WHAT THE EXERCISE ASKS:
Search the records below for "force"; copy each line that has it.

::: SUPPLIED RECORDS :::

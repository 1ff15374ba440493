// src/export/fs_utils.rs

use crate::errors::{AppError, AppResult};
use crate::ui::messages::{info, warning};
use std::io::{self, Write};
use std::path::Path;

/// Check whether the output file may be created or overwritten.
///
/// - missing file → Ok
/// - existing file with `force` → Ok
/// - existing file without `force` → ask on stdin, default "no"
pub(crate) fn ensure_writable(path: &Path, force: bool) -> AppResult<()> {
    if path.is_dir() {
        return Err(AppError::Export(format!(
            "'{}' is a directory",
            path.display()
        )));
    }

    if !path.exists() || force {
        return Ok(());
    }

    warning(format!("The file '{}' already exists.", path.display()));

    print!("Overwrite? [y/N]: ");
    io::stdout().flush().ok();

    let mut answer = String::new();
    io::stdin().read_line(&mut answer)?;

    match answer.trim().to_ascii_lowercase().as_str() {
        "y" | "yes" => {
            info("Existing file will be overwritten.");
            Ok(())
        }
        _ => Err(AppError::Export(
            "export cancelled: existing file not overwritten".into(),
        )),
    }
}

:::
::: SUPPLIED RECORDS :::

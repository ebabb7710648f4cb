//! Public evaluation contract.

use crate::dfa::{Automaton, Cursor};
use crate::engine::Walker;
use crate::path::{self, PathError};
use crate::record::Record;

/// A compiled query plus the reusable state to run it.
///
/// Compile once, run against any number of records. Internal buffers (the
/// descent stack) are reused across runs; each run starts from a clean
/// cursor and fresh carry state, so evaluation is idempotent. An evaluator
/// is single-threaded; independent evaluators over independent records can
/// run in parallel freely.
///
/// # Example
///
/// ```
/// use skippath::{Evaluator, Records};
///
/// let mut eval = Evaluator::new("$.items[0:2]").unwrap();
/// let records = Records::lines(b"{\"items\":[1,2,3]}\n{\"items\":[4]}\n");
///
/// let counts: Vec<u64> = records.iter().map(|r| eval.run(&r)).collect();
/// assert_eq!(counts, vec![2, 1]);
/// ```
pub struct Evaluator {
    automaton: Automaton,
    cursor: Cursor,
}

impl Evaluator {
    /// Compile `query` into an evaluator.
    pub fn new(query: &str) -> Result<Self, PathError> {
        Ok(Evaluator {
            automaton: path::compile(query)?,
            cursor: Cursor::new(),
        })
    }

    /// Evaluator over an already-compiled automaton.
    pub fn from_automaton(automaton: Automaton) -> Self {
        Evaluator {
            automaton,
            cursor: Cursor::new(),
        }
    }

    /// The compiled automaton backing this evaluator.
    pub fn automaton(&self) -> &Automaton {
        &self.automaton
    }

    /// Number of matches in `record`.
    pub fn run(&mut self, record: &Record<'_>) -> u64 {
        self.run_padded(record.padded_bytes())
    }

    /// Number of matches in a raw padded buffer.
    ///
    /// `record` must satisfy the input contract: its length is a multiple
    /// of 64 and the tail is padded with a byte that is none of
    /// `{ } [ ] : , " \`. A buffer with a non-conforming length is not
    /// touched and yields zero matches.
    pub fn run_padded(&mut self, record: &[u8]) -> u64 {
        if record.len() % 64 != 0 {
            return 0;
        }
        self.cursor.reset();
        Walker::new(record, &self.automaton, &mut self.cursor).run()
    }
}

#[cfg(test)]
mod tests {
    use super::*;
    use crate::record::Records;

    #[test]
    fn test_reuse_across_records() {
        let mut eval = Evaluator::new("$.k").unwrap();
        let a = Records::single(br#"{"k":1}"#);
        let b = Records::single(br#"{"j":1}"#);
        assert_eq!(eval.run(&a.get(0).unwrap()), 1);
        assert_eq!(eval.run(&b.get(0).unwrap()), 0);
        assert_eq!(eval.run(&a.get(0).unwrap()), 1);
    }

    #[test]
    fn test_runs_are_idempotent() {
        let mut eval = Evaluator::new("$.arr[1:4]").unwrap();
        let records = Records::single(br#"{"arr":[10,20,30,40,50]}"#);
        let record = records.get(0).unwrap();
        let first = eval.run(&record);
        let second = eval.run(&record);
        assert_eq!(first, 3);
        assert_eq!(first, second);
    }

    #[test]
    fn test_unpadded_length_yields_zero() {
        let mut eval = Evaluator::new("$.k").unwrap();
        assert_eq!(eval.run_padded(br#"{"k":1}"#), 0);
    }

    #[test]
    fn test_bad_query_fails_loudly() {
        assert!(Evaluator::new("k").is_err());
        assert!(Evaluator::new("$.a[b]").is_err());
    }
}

:::
::: SUPPLIED RECORDS :::

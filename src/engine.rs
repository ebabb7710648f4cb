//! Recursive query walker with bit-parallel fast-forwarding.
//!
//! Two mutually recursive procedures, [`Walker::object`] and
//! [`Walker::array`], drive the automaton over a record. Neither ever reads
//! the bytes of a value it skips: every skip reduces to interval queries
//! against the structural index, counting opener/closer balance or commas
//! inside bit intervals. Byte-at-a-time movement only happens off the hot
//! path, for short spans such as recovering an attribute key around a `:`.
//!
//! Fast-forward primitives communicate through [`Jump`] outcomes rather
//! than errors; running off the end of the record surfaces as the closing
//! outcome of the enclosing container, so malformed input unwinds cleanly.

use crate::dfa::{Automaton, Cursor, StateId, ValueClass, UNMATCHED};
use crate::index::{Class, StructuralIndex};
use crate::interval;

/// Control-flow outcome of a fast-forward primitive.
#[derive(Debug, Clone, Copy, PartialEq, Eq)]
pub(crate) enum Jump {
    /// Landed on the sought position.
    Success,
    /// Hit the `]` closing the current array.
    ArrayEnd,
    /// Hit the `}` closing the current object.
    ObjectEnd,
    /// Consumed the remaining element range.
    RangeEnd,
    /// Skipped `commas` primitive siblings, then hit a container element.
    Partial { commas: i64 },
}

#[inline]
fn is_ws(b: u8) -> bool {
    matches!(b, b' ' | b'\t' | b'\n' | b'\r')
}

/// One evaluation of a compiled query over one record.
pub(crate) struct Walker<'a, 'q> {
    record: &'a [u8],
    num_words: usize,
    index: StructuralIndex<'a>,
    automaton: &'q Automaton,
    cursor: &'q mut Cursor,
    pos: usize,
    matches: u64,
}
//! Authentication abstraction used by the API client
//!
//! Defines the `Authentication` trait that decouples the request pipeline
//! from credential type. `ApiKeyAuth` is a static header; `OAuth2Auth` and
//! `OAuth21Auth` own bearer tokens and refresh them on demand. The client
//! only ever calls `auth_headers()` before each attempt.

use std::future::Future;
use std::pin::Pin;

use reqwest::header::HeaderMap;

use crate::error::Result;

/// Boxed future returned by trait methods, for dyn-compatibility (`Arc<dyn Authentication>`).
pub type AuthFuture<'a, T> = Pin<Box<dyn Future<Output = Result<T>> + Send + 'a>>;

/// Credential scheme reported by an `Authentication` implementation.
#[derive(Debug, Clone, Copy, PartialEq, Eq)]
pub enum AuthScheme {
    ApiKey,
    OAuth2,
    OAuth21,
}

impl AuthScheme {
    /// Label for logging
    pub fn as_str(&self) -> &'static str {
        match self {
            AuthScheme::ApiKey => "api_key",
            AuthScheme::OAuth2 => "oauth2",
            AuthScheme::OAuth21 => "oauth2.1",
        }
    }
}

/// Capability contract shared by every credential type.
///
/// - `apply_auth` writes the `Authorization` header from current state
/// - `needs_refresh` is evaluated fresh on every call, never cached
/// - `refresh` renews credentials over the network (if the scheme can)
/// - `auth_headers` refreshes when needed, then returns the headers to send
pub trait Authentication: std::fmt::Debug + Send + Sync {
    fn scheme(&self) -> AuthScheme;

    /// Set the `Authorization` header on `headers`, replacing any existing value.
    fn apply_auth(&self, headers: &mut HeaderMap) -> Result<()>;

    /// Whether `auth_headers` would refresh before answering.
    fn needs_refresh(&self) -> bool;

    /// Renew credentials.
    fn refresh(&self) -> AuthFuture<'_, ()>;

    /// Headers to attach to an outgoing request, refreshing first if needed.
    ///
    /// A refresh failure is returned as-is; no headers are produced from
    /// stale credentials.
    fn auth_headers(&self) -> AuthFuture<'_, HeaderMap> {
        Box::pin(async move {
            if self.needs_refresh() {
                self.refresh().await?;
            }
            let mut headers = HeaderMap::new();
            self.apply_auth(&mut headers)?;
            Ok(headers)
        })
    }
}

:::

EXERCISE SOLUTION:
/// - existing file with `force` → Ok
/// - existing file without `force` → ask on stdin, default "no"
pub(crate) fn ensure_writable(path: &Path, force: bool) -> AppResult<()> {
    if !path.exists() || force {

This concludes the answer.